Zum Glück sind Hubs und seine Frau Claudi Besitzer von acht sibirischen Huskys. Die ziehen zwar keinen Schlitten durch die verschneite Landschaft, aber Skitourengeher wie uns, die Energie und Kondition sparen wollen, sehr wohl. Anfangs bin ich skeptisch, doch Vallu und Vigo, meine beiden Rüden, legen sich ins Zeug, als ob sie einen liegen gebliebenen Vierzigtonner abschleppen müssten. Man merkt: Die rasenden Fellbündel ziehen nicht das erste Mal Menschen und bringen einige PS auf die Piste. Wir beginnen uns zu entspannen, wagen es, den Blick über buschige Schwänze, spitze Ohren und unablässig arbeitende Pfoten zu heben.
Von Hunden gezogen
Natürlich lassen wir uns nicht komplett ziehen, sondern arbeiten kräftig mit. Denn im Gegensatz zu uns, die wir Kleidungsschichten ablegen können, arbeiten die Huskys in einem Pelzmantel ohne Reißverschluss. Stundenlang gleiten wir so dahin. Hören nur das Knirschen trockenen Schnees unter den Skikanten. Dringen immer weiter in die weiße Einsamkeit unter blassblauem Himmel vor. Inhalieren die stille und prächtige Landschaft, die wir ganz für uns haben. Und wundern uns natürlich über Hubs, der vorneweg spurt, und zwar ganz ohne Hunde. Der gebürtige Niederösterreicher wuchs auf einem Bergbauernhof am Rande des Nationalparks Gesäuse auf. Später trat er als Kader-Athlet bei Skilanglaufrennen quer durch Europa an, wurde Manager mit 14-Stunden-Tagen, Trainingseinheiten in der Nacht und Nordwand-Durchsteigungen an den Wochenenden.

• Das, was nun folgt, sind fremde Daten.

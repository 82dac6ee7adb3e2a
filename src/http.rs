//! HTTP client abstraction for the dispatch core.
//!
//! The network transport is an injected collaborator: everything above this
//! module speaks [`HttpClient`], so provider drivers are testable against
//! [`MockHttpClient`] without real network calls. [`ReqwestHttpClient`] is
//! the production implementation, with a cookie store for providers that use
//! session auth.

use async_trait::async_trait;
use bytes::Bytes;
use futures::stream::{self, BoxStream, StreamExt};
use std::time::Duration;

use crate::error::{DispatchError, Result};

/// Stream of body bytes from a streaming (SSE) response.
pub type ByteStream = BoxStream<'static, Result<Bytes>>;

/// A request to a provider endpoint.
#[derive(Debug, Clone, PartialEq, Eq)]
pub struct HttpRequest {
    /// HTTP method (e.g. "POST", "GET", "DELETE").
    pub method: String,
    /// Absolute URL.
    pub url: String,
    /// JSON body, when the method carries one.
    pub body: Option<String>,
    /// Extra headers beyond Content-Type.
    pub headers: Vec<(String, String)>,
}

impl HttpRequest {
    pub fn new(method: impl Into<String>, url: impl Into<String>) -> Self {
        Self {
            method: method.into(),
            url: url.into(),
            body: None,
            headers: Vec::new(),
        }
    }

    pub fn with_json_body(mut self, body: impl Into<String>) -> Self {
        self.body = Some(body.into());
        self
    }

    pub fn with_header(mut self, name: impl Into<String>, value: impl Into<String>) -> Self {
        self.headers.push((name.into(), value.into()));
        self
    }

    /// Path portion of the URL (used as the mock routing key).
    pub fn path(&self) -> &str {
        let rest = match self.url.find("://") {
            Some(idx) => &self.url[idx + 3..],
            None => &self.url,
        };
        match rest.find('/') {
            Some(idx) => &rest[idx..],
            None => "/",
        }
    }
}

/// Response from a provider endpoint.
#[derive(Debug, Clone, PartialEq, Eq)]
pub struct HttpResponse {
    /// HTTP status code.
    pub status: u16,
    /// Response body as a string.
    pub body: String,
}

impl HttpResponse {
    pub fn is_success(&self) -> bool {
        (200..300).contains(&self.status)
    }
}

/// Trait for executing HTTP requests.
///
/// Implementations must be safe to share across tasks; callers hold them
/// behind an `Arc<dyn HttpClient>`.
#[async_trait]
pub trait HttpClient: Send + Sync {
    /// Execute a request and buffer the full response body.
    async fn execute(&self, request: &HttpRequest, timeout_ms: u64) -> Result<HttpResponse>;

    /// Execute a request whose response body is consumed incrementally
    /// (server-sent events). `timeout_ms` bounds connection setup and
    /// response headers only; reading the stream is bounded by the caller.
    async fn execute_stream(&self, request: &HttpRequest, timeout_ms: u64) -> Result<ByteStream>;
}

// ============================================================================
// Production implementation using reqwest
// ============================================================================

/// Production HTTP client backed by reqwest, with a cookie store so that
/// session-authenticated providers keep their login across calls.
pub struct ReqwestHttpClient {
    client: reqwest::Client,
}

impl ReqwestHttpClient {
    pub fn new() -> Self {
        Self {
            client: reqwest::Client::builder()
                .cookie_store(true)
                .build()
                .expect("failed to build reqwest client"),
        }
    }

    fn build(&self, request: &HttpRequest) -> Result<reqwest::RequestBuilder> {
        let method: reqwest::Method = request
            .method
            .parse()
            .map_err(|_| DispatchError::Internal(format!("invalid method {}", request.method)))?;

        let mut builder = self.client.request(method, &request.url);
        for (name, value) in &request.headers {
            builder = builder.header(name, value);
        }
        if let Some(body) = &request.body {
            builder = builder
                .header("Content-Type", "application/json")
                .body(body.clone());
        }
        Ok(builder)
    }
}

impl Default for ReqwestHttpClient {
    fn default() -> Self {
        Self::new()
    }
}

#[async_trait]
impl HttpClient for ReqwestHttpClient {
    #[tracing::instrument(skip(self, request), fields(method = %request.method, url = %request.url))]
    async fn execute(&self, request: &HttpRequest, timeout_ms: u64) -> Result<HttpResponse> {
        let builder = self
            .build(request)?
            .timeout(Duration::from_millis(timeout_ms));

        let response = builder.send().await.map_err(|e| {
            if e.is_timeout() {
                DispatchError::Timeout(timeout_ms)
            } else {
                DispatchError::Transport(e.to_string())
            }
        })?;

        let status = response.status().as_u16();
        let body = response.text().await?;

        tracing::debug!(status, body_len = body.len(), "HTTP request completed");

        Ok(HttpResponse { status, body })
    }

    #[tracing::instrument(skip(self, request), fields(method = %request.method, url = %request.url))]
    async fn execute_stream(&self, request: &HttpRequest, timeout_ms: u64) -> Result<ByteStream> {
        // No per-request timeout here: reqwest's timeout covers the whole
        // body, which would cut long-lived event streams. Header arrival is
        // bounded explicitly instead.
        let builder = self
            .build(request)?
            .header("Accept", "text/event-stream");

        let response = tokio::time::timeout(Duration::from_millis(timeout_ms), builder.send())
            .await
            .map_err(|_| DispatchError::Timeout(timeout_ms))?
            .map_err(DispatchError::from)?;

        let status = response.status().as_u16();
        if !(200..300).contains(&status) {
            let body = response.text().await.unwrap_or_default();
            return Err(DispatchError::Status { status, body });
        }

        tracing::debug!(status, "Event stream opened");

        let stream = response
            .bytes_stream()
            .map(|chunk| chunk.map_err(|e| DispatchError::Transport(e.to_string())));
        Ok(stream.boxed())
    }
}

// ============================================================================
// Test/mock implementation
// ============================================================================

use parking_lot::Mutex;
use std::collections::HashMap;
use std::sync::Arc;

/// Record of a call made to the mock HTTP client.
#[derive(Debug, Clone)]
pub struct MockCall {
    pub method: String,
    pub url: String,
    pub path: String,
    pub body: Option<String>,
    pub streaming: bool,
}

/// Mock HTTP client for tests.
///
/// Responses are keyed by `"{method} {path}"` and returned in FIFO order;
/// streaming endpoints are scripted as chunk sequences. Every call is
/// recorded for assertions.
#[derive(Clone, Default)]
pub struct MockHttpClient {
    responses: Arc<Mutex<HashMap<String, Vec<Result<HttpResponse>>>>>,
    stream_responses: Arc<Mutex<HashMap<String, Vec<Result<Vec<Bytes>>>>>>,
    calls: Arc<Mutex<Vec<MockCall>>>,
}

impl MockHttpClient {
    pub fn new() -> Self {
        Self::default()
    }

    /// Queue a buffered response for `"{method} {path}"`.
    pub fn add_response(&self, key: &str, response: Result<HttpResponse>) {
        self.responses
            .lock()
            .entry(key.to_string())
            .or_default()
            .push(response);
    }

    /// Queue a JSON 200 response for `"{method} {path}"`.
    pub fn add_json(&self, key: &str, body: &str) {
        self.add_response(
            key,
            Ok(HttpResponse {
                status: 200,
                body: body.to_string(),
            }),
        );
    }

    /// Queue a scripted event-stream for `"{method} {path}"`; each element
    /// arrives as one chunk.
    pub fn add_stream<S: Into<String>>(&self, key: &str, chunks: Vec<S>) {
        let chunks = chunks
            .into_iter()
            .map(|c| Bytes::from(c.into().into_bytes()))
            .collect();
        self.stream_responses
            .lock()
            .entry(key.to_string())
            .or_default()
            .push(Ok(chunks));
    }

    /// Queue a failure when opening the stream for `"{method} {path}"`.
    pub fn add_stream_error(&self, key: &str, error: DispatchError) {
        self.stream_responses
            .lock()
            .entry(key.to_string())
            .or_default()
            .push(Err(error));
    }

    pub fn calls(&self) -> Vec<MockCall> {
        self.calls.lock().clone()
    }

    pub fn call_count(&self) -> usize {
        self.calls.lock().len()
    }

    /// Number of calls whose path matched the given prefix.
    pub fn calls_to(&self, path_prefix: &str) -> usize {
        self.calls
            .lock()
            .iter()
            .filter(|c| c.path.starts_with(path_prefix))
            .count()
    }

    fn record(&self, request: &HttpRequest, streaming: bool) {
        self.calls.lock().push(MockCall {
            method: request.method.clone(),
            url: request.url.clone(),
            path: request.path().to_string(),
            body: request.body.clone(),
            streaming,
        });
    }
}

#[async_trait]
impl HttpClient for MockHttpClient {
    async fn execute(&self, request: &HttpRequest, _timeout_ms: u64) -> Result<HttpResponse> {
        self.record(request, false);

        let key = format!("{} {}", request.method, request.path());
        let mut responses = self.responses.lock();
        if let Some(queue) = responses.get_mut(&key) {
            if !queue.is_empty() {
                return queue.remove(0);
            }
        }

        Err(DispatchError::Internal(format!(
            "no mock response configured for {}",
            key
        )))
    }

    async fn execute_stream(&self, request: &HttpRequest, _timeout_ms: u64) -> Result<ByteStream> {
        self.record(request, true);

        let key = format!("{} {}", request.method, request.path());
        let mut responses = self.stream_responses.lock();
        if let Some(queue) = responses.get_mut(&key) {
            if !queue.is_empty() {
                let chunks = queue.remove(0)?;
                return Ok(stream::iter(chunks.into_iter().map(Ok)).boxed());
            }
        }

        Err(DispatchError::Internal(format!(
            "no mock stream configured for {}",
            key
        )))
    }
}

#[cfg(test)]
mod tests {
    use super::*;

    #[test]
    fn path_extraction() {
        let request = HttpRequest::new("GET", "https://host.example.com/api/chat/v1/chats");
        assert_eq!(request.path(), "/api/chat/v1/chats");

        let bare = HttpRequest::new("GET", "https://host.example.com");
        assert_eq!(bare.path(), "/");
    }

    #[tokio::test]
    async fn mock_returns_responses_in_fifo_order() {
        let mock = MockHttpClient::new();
        mock.add_json("GET /status", r#"{"n":1}"#);
        mock.add_json("GET /status", r#"{"n":2}"#);

        let request = HttpRequest::new("GET", "https://api.example.com/status");
        let first = mock.execute(&request, 1_000).await.unwrap();
        let second = mock.execute(&request, 1_000).await.unwrap();

        assert_eq!(first.body, r#"{"n":1}"#);
        assert_eq!(second.body, r#"{"n":2}"#);
        assert_eq!(mock.call_count(), 2);
    }

    #[tokio::test]
    async fn mock_unconfigured_path_errors() {
        let mock = MockHttpClient::new();
        let request = HttpRequest::new("POST", "https://api.example.com/unknown");
        assert!(mock.execute(&request, 1_000).await.is_err());
    }

    #[tokio::test]
    async fn mock_stream_yields_scripted_chunks() {
        let mock = MockHttpClient::new();
        mock.add_stream("POST /events", vec!["data: one\n\n", "data: two\n\n"]);

        let request = HttpRequest::new("POST", "https://api.example.com/events");
        let mut stream = mock.execute_stream(&request, 1_000).await.unwrap();

        let mut collected = String::new();
        while let Some(chunk) = stream.next().await {
            collected.push_str(std::str::from_utf8(&chunk.unwrap()).unwrap());
        }
        assert_eq!(collected, "data: one\n\ndata: two\n\n");
    }
}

Inzwischen sind wir aus dem Schwarzwassertal nach Süden abgebogen, wo die „Rosszahn-Gruppe“ ihrem Namen alle Ehre macht: Durch einen lichten Latschengürtel halten wir auf ein hochalpines, von steilen Felswänden eingefasstes Amphitheater zu. Im Gipfelbereich des Kleinen Rosszahns, unserem Tagesziel, entdecken wir Steinböcke, die schnell das Weite suchen, als sie die Witterung dieser ungewohnten Gespanne aus Menschen und Hunden aufnehmen. Hubs sagt, er sehe keine alten Aufstiegsspuren im Schnee, vermutlich seien wir die ersten Besucher in diesem Winter.
Neustart als Bergführer
Er gräbt mit seiner Lawinenschaufel ein Schneeprofil ab, um zu prüfen, wie groß die Gefahr eines Schneebretts ist. Immerhin herrscht Lawinenstufe 3 von 5. Weil der freigelegte Block mit nur geringer Zusatzbelastung ins Rutschen gerät, fällt die Entscheidung leicht: Gipfel-Verzicht, wir gönnen uns und den Huskys lieber eine längere Pause.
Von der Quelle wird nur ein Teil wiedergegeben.